Every line from the first one in the listing down to the line with "pub mod http;" should be restated word for word.
____________
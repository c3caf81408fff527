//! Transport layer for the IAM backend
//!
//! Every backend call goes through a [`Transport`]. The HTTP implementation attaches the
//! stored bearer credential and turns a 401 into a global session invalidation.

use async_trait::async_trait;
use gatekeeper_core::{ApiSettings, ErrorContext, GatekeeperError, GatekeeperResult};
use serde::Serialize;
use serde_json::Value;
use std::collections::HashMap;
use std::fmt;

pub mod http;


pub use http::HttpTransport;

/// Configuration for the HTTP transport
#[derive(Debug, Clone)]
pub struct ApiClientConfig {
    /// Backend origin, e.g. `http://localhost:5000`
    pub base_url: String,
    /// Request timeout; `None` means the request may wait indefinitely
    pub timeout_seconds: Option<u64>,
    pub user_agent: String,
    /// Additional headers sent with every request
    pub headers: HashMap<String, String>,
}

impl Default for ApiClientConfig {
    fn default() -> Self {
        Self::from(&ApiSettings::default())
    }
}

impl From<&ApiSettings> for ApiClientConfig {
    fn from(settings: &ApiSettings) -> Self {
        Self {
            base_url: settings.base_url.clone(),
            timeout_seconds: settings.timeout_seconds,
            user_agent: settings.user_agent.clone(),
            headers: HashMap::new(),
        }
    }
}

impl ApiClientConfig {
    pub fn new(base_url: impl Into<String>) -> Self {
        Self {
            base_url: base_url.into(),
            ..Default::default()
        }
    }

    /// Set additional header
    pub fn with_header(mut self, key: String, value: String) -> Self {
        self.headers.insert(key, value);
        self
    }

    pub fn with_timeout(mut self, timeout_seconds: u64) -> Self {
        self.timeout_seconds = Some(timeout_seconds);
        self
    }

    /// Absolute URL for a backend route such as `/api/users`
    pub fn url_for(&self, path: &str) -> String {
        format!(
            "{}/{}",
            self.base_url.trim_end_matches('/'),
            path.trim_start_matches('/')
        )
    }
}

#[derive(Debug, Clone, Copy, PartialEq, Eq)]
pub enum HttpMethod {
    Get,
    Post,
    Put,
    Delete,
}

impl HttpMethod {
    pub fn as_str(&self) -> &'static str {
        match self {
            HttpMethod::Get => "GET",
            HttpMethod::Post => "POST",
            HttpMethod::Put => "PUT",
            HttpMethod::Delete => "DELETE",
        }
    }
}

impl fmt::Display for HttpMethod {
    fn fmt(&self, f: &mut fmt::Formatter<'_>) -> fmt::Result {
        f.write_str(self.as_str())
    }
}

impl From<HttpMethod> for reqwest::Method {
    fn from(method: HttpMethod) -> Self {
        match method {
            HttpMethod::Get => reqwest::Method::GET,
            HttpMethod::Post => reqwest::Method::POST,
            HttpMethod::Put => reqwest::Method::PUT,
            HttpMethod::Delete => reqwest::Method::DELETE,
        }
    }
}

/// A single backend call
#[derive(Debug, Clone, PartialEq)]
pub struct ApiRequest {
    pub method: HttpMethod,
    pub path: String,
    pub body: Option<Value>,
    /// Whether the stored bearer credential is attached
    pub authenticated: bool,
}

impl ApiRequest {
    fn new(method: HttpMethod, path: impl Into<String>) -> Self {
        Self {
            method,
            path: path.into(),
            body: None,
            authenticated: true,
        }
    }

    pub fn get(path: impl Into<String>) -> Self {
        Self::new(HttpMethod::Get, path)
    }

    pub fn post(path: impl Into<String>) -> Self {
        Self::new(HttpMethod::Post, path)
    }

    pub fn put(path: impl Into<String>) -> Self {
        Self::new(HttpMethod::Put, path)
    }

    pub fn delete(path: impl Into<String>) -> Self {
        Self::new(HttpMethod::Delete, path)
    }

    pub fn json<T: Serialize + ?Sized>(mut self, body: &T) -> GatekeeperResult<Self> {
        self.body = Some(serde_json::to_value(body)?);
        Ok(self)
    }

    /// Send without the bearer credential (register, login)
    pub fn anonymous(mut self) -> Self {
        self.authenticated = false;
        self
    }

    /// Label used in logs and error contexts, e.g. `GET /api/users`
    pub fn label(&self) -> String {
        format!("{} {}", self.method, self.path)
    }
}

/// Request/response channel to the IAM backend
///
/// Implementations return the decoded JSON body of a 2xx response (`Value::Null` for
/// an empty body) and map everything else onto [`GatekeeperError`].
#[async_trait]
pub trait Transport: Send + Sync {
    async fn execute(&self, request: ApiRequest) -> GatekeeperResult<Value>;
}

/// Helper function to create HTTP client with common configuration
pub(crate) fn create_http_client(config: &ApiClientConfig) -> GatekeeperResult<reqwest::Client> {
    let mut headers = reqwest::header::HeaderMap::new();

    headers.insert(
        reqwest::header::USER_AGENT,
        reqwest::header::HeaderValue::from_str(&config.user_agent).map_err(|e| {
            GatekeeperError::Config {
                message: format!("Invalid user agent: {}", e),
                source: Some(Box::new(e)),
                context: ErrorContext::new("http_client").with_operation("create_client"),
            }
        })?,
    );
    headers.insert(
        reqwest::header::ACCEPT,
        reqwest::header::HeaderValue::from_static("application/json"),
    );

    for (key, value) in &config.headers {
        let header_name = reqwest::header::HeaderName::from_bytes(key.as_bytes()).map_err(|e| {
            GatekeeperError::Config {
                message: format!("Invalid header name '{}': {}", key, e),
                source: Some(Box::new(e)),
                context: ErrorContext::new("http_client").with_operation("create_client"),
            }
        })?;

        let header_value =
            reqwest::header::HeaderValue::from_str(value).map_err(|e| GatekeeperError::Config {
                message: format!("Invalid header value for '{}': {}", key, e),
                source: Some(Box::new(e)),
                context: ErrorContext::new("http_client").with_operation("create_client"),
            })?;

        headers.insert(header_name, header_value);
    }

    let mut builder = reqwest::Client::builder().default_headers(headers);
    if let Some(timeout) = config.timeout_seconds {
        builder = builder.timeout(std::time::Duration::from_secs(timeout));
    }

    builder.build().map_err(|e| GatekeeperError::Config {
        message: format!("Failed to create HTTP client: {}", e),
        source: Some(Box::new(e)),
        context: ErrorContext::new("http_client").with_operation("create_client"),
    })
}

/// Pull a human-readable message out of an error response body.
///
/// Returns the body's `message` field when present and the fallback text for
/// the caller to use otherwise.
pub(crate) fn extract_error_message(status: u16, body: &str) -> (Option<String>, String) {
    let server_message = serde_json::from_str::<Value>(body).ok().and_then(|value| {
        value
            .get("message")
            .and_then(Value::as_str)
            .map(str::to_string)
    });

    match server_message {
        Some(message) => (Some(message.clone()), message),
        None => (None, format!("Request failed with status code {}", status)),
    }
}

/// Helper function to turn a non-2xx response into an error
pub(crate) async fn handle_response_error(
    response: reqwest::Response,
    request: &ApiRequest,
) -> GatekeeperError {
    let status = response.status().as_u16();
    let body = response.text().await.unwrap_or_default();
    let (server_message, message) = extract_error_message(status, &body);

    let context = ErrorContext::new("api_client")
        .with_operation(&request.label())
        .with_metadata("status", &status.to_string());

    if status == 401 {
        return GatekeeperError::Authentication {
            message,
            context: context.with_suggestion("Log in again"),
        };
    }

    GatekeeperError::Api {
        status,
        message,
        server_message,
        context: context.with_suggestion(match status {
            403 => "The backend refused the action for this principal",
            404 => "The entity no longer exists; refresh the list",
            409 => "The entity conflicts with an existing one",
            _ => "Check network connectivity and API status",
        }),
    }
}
____________
=== Response ===
repository c3caf81408fff527
//! Transport layer for the IAM backend
//!
//! Every backend call goes through a [`Transport`]. The HTTP implementation attaches the
//! stored bearer credential and turns a 401 into a global session invalidation.

use async_trait::async_trait;
use gatekeeper_core::{ApiSettings, ErrorContext, GatekeeperError, GatekeeperResult};
use serde::Serialize;
use serde_json::Value;
use std::collections::HashMap;
use std::fmt;

pub mod http;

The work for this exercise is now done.